[Provided entries — start]

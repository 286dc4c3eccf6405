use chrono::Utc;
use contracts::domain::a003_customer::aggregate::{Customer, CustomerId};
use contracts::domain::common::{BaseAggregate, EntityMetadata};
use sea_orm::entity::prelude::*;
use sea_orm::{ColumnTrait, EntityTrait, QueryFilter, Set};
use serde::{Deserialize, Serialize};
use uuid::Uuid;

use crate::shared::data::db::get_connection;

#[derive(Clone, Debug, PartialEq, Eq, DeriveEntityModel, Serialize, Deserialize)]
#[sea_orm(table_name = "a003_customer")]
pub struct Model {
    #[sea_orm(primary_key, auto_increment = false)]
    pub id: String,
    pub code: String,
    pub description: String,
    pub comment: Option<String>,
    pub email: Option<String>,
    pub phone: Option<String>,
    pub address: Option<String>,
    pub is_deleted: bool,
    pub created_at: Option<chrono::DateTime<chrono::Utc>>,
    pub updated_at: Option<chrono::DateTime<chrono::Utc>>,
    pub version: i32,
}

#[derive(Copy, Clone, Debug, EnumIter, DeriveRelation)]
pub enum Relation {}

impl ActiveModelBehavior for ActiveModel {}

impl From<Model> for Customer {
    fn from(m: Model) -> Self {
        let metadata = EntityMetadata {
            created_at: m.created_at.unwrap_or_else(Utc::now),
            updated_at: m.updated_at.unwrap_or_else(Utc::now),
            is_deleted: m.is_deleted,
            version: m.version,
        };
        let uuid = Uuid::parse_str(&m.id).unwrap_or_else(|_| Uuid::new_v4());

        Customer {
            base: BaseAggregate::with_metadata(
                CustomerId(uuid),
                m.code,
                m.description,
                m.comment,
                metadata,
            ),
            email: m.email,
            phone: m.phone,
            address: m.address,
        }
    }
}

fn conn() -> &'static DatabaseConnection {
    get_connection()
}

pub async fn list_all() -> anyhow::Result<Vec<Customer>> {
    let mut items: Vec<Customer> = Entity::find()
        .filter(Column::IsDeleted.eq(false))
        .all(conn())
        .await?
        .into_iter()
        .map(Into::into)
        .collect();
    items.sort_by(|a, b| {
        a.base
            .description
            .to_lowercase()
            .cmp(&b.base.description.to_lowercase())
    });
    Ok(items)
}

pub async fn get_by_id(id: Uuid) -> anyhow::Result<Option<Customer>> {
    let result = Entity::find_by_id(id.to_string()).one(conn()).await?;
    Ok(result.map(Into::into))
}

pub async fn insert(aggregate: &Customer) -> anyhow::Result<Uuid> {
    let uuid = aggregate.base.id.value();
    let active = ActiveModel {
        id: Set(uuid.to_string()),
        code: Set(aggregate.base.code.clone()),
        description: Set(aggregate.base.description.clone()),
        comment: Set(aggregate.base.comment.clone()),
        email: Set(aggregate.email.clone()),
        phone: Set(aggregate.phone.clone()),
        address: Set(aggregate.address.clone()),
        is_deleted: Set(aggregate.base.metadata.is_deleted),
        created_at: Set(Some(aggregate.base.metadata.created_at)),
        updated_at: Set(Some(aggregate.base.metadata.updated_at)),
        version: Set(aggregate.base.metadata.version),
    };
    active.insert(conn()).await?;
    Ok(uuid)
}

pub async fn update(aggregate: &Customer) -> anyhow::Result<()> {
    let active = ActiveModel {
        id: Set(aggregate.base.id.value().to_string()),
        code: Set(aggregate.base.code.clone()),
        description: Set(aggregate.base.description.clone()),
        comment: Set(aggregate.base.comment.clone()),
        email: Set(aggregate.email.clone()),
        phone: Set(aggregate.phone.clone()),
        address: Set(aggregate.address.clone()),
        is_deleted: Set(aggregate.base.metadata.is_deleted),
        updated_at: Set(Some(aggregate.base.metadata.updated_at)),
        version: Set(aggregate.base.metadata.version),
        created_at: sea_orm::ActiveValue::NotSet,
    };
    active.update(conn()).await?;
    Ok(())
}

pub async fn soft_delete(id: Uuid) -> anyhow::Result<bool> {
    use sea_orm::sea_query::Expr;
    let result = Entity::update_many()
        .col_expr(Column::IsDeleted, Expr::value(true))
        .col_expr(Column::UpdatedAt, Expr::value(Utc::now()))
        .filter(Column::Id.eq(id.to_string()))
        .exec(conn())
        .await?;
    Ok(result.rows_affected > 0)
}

[Provided entries — finish]

Activity:
Go through the lines above. Select every one that has the string "IsDeleted".

Output below:
        .filter(Column::IsDeleted.eq(false))
        .col_expr(Column::IsDeleted, Expr::value(true))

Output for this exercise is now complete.